## Exercise goal
Filter the entries down to the lines holding "LogWriteError", then copy those lines.

## Dataset extract
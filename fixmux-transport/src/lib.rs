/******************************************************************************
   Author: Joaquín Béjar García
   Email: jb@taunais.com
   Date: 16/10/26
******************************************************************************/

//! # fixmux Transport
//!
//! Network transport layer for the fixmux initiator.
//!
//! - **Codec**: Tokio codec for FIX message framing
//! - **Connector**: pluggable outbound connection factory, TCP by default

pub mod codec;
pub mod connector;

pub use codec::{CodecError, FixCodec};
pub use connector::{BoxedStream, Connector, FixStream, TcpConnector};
---
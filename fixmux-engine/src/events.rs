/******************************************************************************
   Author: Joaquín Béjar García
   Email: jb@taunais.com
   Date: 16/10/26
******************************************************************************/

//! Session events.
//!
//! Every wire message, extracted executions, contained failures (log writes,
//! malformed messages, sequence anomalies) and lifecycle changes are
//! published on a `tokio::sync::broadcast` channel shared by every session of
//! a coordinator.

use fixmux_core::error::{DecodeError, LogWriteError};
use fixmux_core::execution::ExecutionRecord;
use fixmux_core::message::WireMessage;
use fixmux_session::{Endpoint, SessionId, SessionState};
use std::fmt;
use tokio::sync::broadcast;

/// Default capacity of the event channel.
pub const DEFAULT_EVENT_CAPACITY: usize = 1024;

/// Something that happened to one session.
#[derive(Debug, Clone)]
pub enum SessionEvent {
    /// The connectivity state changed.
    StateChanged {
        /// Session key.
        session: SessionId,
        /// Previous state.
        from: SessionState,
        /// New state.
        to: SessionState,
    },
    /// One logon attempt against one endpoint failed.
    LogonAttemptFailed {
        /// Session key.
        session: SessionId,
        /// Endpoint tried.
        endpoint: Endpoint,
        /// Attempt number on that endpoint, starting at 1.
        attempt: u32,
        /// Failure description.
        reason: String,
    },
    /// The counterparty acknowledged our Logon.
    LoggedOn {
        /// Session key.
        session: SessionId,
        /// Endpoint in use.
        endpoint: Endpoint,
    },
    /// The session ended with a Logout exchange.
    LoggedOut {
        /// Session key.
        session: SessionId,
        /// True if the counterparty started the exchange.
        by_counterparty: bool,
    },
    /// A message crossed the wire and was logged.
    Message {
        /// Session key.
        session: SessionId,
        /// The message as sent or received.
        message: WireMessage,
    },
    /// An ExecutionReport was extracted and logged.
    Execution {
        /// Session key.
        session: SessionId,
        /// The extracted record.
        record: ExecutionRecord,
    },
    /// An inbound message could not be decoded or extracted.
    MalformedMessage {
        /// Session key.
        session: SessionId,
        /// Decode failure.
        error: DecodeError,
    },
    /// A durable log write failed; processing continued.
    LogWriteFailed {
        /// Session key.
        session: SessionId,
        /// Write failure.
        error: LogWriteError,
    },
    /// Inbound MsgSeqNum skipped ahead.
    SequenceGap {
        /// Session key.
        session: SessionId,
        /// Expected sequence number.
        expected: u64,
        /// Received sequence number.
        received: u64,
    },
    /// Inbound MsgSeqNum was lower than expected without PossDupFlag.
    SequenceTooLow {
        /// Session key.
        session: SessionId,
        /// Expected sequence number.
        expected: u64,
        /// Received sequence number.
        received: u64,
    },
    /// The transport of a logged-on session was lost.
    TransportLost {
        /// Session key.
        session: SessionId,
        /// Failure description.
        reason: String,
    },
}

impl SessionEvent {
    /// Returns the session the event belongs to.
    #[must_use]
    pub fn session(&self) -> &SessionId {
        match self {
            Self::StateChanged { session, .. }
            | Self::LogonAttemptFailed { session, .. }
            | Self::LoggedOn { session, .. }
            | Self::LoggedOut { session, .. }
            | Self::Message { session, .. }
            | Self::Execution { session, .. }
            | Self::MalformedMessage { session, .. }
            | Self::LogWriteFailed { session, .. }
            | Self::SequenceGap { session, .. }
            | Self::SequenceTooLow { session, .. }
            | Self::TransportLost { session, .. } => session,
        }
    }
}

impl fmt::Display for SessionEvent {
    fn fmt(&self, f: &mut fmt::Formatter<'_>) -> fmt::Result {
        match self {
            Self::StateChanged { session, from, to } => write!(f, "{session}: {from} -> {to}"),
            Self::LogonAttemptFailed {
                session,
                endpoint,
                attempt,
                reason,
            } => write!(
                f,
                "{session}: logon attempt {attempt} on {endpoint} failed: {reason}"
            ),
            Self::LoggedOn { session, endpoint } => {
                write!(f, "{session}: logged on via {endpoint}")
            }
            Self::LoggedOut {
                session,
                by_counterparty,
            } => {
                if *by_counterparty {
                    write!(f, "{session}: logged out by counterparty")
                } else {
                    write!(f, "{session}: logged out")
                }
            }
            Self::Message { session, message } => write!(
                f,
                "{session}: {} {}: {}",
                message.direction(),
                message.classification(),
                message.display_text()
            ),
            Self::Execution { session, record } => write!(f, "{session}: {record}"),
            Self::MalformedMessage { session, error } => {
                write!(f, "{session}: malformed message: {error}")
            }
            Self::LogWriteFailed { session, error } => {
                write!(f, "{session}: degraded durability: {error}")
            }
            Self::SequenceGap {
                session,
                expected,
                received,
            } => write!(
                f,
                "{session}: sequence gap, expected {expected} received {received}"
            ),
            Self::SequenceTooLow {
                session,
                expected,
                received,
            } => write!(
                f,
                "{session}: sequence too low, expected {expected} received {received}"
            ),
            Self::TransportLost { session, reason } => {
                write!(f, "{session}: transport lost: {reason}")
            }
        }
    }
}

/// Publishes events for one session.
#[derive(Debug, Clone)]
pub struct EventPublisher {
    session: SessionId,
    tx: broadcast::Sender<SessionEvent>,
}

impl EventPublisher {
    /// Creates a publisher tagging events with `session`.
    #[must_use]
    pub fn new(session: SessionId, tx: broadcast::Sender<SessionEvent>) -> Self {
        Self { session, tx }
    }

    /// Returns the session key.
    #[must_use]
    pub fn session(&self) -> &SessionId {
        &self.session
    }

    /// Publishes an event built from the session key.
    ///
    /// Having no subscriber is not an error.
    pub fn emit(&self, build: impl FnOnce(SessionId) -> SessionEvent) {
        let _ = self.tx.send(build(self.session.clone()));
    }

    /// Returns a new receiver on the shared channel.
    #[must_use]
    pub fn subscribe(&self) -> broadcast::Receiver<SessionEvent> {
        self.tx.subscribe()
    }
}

## Written answer
use fixmux_core::error::{DecodeError, LogWriteError};
        error: LogWriteError,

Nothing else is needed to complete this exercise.